Le SOC et les relations germano-suisses

En novembre 1945, le Service suisse des ondes courtes (SOC) participe à la construction de ce que l’on peut appeler un discours de légitimation au sujet de la politique économique de la Confédération helvétique envers le IIIème Reich, menée pendant la Seconde Guerre mondiale.

Lauchlin Currie, le 17 juillet 1939. Conseiller économique du Président Roosevelt, il représente les Etats-Unis dans le cadre de la délégation alliée qui se rend à Berne du 12 février au 8 mars 1945 pour pousser les autorités suisses à mettre un terme aux relations économiques avec le Reich. © Library of Congress, Prints & Photographs Division, photograph by Harris & Ewing, reproduction number, LC-H22-D- 6999
Lauchlin Currie, le 17 juillet 1939. Conseiller économique du Président Roosevelt, il représente les Etats-Unis dans le cadre de la délégation alliée qui se rend à Berne du 12 février au 8 mars 1945 pour pousser les autorités suisses à mettre un terme aux relations économiques avec le Reich. © Library of Congress, Prints & Photographs Division, photograph by Harris & Ewing, reproduction number, LC-H22-D- 6999

Dans ses prescriptions à l’attention des médias, la Division Presse et Radio (DPR), organe fédéral en charge de la censure, fait figurer la question des relations économiques de la Suisse comme un sujet tabou, à l’exception des déclarations officielles du gouvernement. Malgré cela, à plusieurs reprises, le SOC éclaire son auditoire international sur les circonstances qui poussent la Suisse à traiter avec l’Allemagne. On retrouve ainsi régulièrement des chroniques faisant allusion au manque de matières premières essentielles ou de nourriture qui placent la population suisse en mauvaise posture. Le SOC exprime, de manière certes indirecte, le fait que, sans l’existence d’échanges économiques avec l’Allemagne, la Suisse court à sa perte.

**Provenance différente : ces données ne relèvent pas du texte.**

//! Client execution logic with reconnection support.

use std::time::Duration;

use super::{
    domain::{
        ClientConfig, MAX_RECONNECT_ATTEMPTS, RECONNECT_INTERVAL_SECS, should_attempt_reconnect,
        should_exit_immediately,
    },
    error::ClientError,
    session::run_client_session,
};

/// Run the WebSocket client with reconnection logic
pub async fn run_client(config: ClientConfig) -> Result<(), ClientError> {
    let mut reconnect_count = 0;

    loop {
        tracing::info!(
            "Attempting to connect to {} as '{}' (attempt {}/{})",
            config.url,
            config.user_id,
            reconnect_count + 1,
            MAX_RECONNECT_ATTEMPTS
        );

        let error = match run_client_session(&config).await {
            Ok(()) => {
                tracing::info!("Client session ended normally");
                return Ok(());
            }
            Err(e) => e,
        };

        if should_exit_immediately(&error) {
            tracing::error!(
                "Room '{}' refused user '{}'. Exiting.",
                config.room_id,
                config.user_id
            );
            return Err(error);
        }

        tracing::warn!("Connection lost: {}", error);
        reconnect_count += 1;

        if !should_attempt_reconnect(&error, reconnect_count, MAX_RECONNECT_ATTEMPTS) {
            tracing::error!(
                "Failed to reconnect after {} attempts. Exiting.",
                MAX_RECONNECT_ATTEMPTS
            );
            return Err(error);
        }

        tracing::info!(
            "Reconnecting in {} seconds... (attempt {}/{})",
            RECONNECT_INTERVAL_SECS,
            reconnect_count + 1,
            MAX_RECONNECT_ATTEMPTS
        );

        tokio::time::sleep(Duration::from_secs(RECONNECT_INTERVAL_SECS)).await;
    }
}
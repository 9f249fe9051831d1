//! Conversion logic between DTOs and domain entities.

use crate::domain::{ChatMessage, ConnectionIdentity, RoomPresence, UserPresence};
use crate::infrastructure::dto::{http, websocket as dto};

// ========================================
// Domain Entity → DTO
// ========================================

impl From<UserPresence> for dto::UserPresenceDto {
    fn from(model: UserPresence) -> Self {
        Self {
            user_id: model.user_id.into_string(),
            username: model.username.into_string(),
            status: model.status.as_str().to_string(),
        }
    }
}

impl From<&ConnectionIdentity> for dto::PresenceChangePayload {
    fn from(identity: &ConnectionIdentity) -> Self {
        Self {
            user_id: identity.user_id.as_str().to_string(),
            username: identity.username.as_str().to_string(),
        }
    }
}

impl From<ChatMessage> for dto::ChatPayload {
    fn from(model: ChatMessage) -> Self {
        Self {
            room_id: model.room_id.into_string(),
            message_id: Some(model.message_id.into_string()),
            user_id: model.user_id.into_string(),
            username: model.username.into_string(),
            text: model.text,
            timestamp: Some(model.timestamp),
        }
    }
}

impl From<RoomPresence> for http::RoomPresenceDto {
    fn from(model: RoomPresence) -> Self {
        Self {
            room_id: model.room_id.into_string(),
            users: model.users.into_iter().map(Into::into).collect(),
            connections: model.connection_count,
        }
    }
}

#[cfg(test)]
mod tests {
    use super::*;
    use crate::domain::{ConnectionId, MessageId, RoomId, UserId, Username};
    use chrono::DateTime;

    #[test]
    fn test_user_presence_to_dto() {
        // テスト項目: UserPresence が DTO に変換される
        // given (前提条件):
        let presence = UserPresence::online(
            UserId::new("alice".to_string()).unwrap(),
            Username::new("Alice".to_string()).unwrap(),
        );

        // when (操作):
        let dto: dto::UserPresenceDto = presence.into();

        // then (期待する結果):
        assert_eq!(dto.user_id, "alice");
        assert_eq!(dto.username, "Alice");
        assert_eq!(dto.status, "online");
    }

    #[test]
    fn test_connection_identity_to_presence_change() {
        // テスト項目: 接続の識別情報から user_joined / user_left の payload が作られる
        // given (前提条件):
        let identity = ConnectionIdentity::new(
            ConnectionId::new("c1".to_string()).unwrap(),
            UserId::new("bob".to_string()).unwrap(),
            Username::new("Bob".to_string()).unwrap(),
            RoomId::new("r1".to_string()).unwrap(),
        );

        // when (操作):
        let payload = dto::PresenceChangePayload::from(&identity);

        // then (期待する結果):
        assert_eq!(payload.user_id, "bob");
        assert_eq!(payload.username, "Bob");
    }

    #[test]
    fn test_chat_message_to_payload_carries_server_fields() {
        // テスト項目: ChatMessage の messageId とサーバー時刻が payload に入る
        // given (前提条件):
        let timestamp = DateTime::from_timestamp_millis(1_700_000_000_000).unwrap();
        let message = ChatMessage {
            room_id: RoomId::new("r1".to_string()).unwrap(),
            message_id: MessageId::new("m1".to_string()).unwrap(),
            user_id: UserId::new("alice".to_string()).unwrap(),
            username: Username::new("Alice".to_string()).unwrap(),
            text: "hi".to_string(),
            timestamp,
        };

        // when (操作):
        let payload: dto::ChatPayload = message.into();

        // then (期待する結果):
        assert_eq!(payload.room_id, "r1");
        assert_eq!(payload.message_id.as_deref(), Some("m1"));
        assert_eq!(payload.text, "hi");
        assert_eq!(payload.timestamp, Some(timestamp));
    }

    #[test]
    fn test_room_presence_to_dto() {
        // テスト項目: RoomPresence が HTTP DTO に変換される
        // given (前提条件):
        let presence = RoomPresence {
            room_id: RoomId::new("r1".to_string()).unwrap(),
            users: vec![UserPresence::online(
                UserId::new("alice".to_string()).unwrap(),
                Username::new("Alice".to_string()).unwrap(),
            )],
            connection_count: 2,
        };

        // when (操作):
        let dto: http::RoomPresenceDto = presence.into();

        // then (期待する結果):
        assert_eq!(dto.room_id, "r1");
        assert_eq!(dto.users.len(), 1);
        assert_eq!(dto.connections, 2);
    }
}
//! Presence registry and broadcast router traits.
//!
//! Both are implemented by the room hub (`infrastructure::room_hub`). Use
//! cases depend on these traits only, which keeps them testable with mocks.

use async_trait::async_trait;
use tokio::sync::mpsc;

use super::{ConnectionIdentity, RegistryError, RoomId, RoomPresence, UserId};

/// Sending half of a connection's bounded outbound queue.
///
/// Items are serialized envelopes (JSON text frames).
pub type OutboundSender = mpsc::Sender<String>;

/// Receiving half of a connection's bounded outbound queue
pub type OutboundReceiver = mpsc::Receiver<String>;

/// A connection handed to the registry on register
#[derive(Debug)]
pub struct ConnectionHandle {
    pub identity: ConnectionIdentity,
    pub outbound: OutboundSender,
}

/// Membership & presence registry
#[cfg_attr(test, mockall::automock)]
#[async_trait]
pub trait PresenceRegistry: Send + Sync {
    /// Add a connection to its room and announce presence changes
    async fn register(&self, connection: ConnectionHandle) -> Result<(), RegistryError>;

    /// Remove a connection from its room; unknown connections are ignored
    async fn unregister(&self, identity: ConnectionIdentity) -> Result<(), RegistryError>;

    /// Presence of one room, `None` if nobody is connected to it
    async fn room_presence(&self, room_id: RoomId) -> Result<Option<RoomPresence>, RegistryError>;

    /// Presence of every active room
    async fn active_rooms(&self) -> Result<Vec<RoomPresence>, RegistryError>;
}

/// Broadcast router
#[cfg_attr(test, mockall::automock)]
#[async_trait]
pub trait RoomBroadcaster: Send + Sync {
    /// Deliver `message` to every connection in the room except those of
    /// `exclude_user_id` (`None` excludes nobody)
    async fn broadcast_to_room(
        &self,
        room_id: RoomId,
        message: String,
        exclude_user_id: Option<UserId>,
    ) -> Result<(), RegistryError>;
}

Un bouclier face aux accusations du sénateur Kilgore

En juin 1945, la Suisse se voit critiquée par le sénateur Harley Kilgore, le vice-président de la commission des affaires militaires du Sénat américain. Ce dernier accuse en effet la Suisse d’avoir « saboté » les accords Currie du 8 mars 1945 concernant le blocage des avoirs allemands en Suisse. Il présente copie d’une correspondance entre le vice-président de la Reichsbank Emil Puhl et le ministre allemand des Affaires économiques Walter Funk qui semble indiquer une forme de double jeu de la part des autorités suisses.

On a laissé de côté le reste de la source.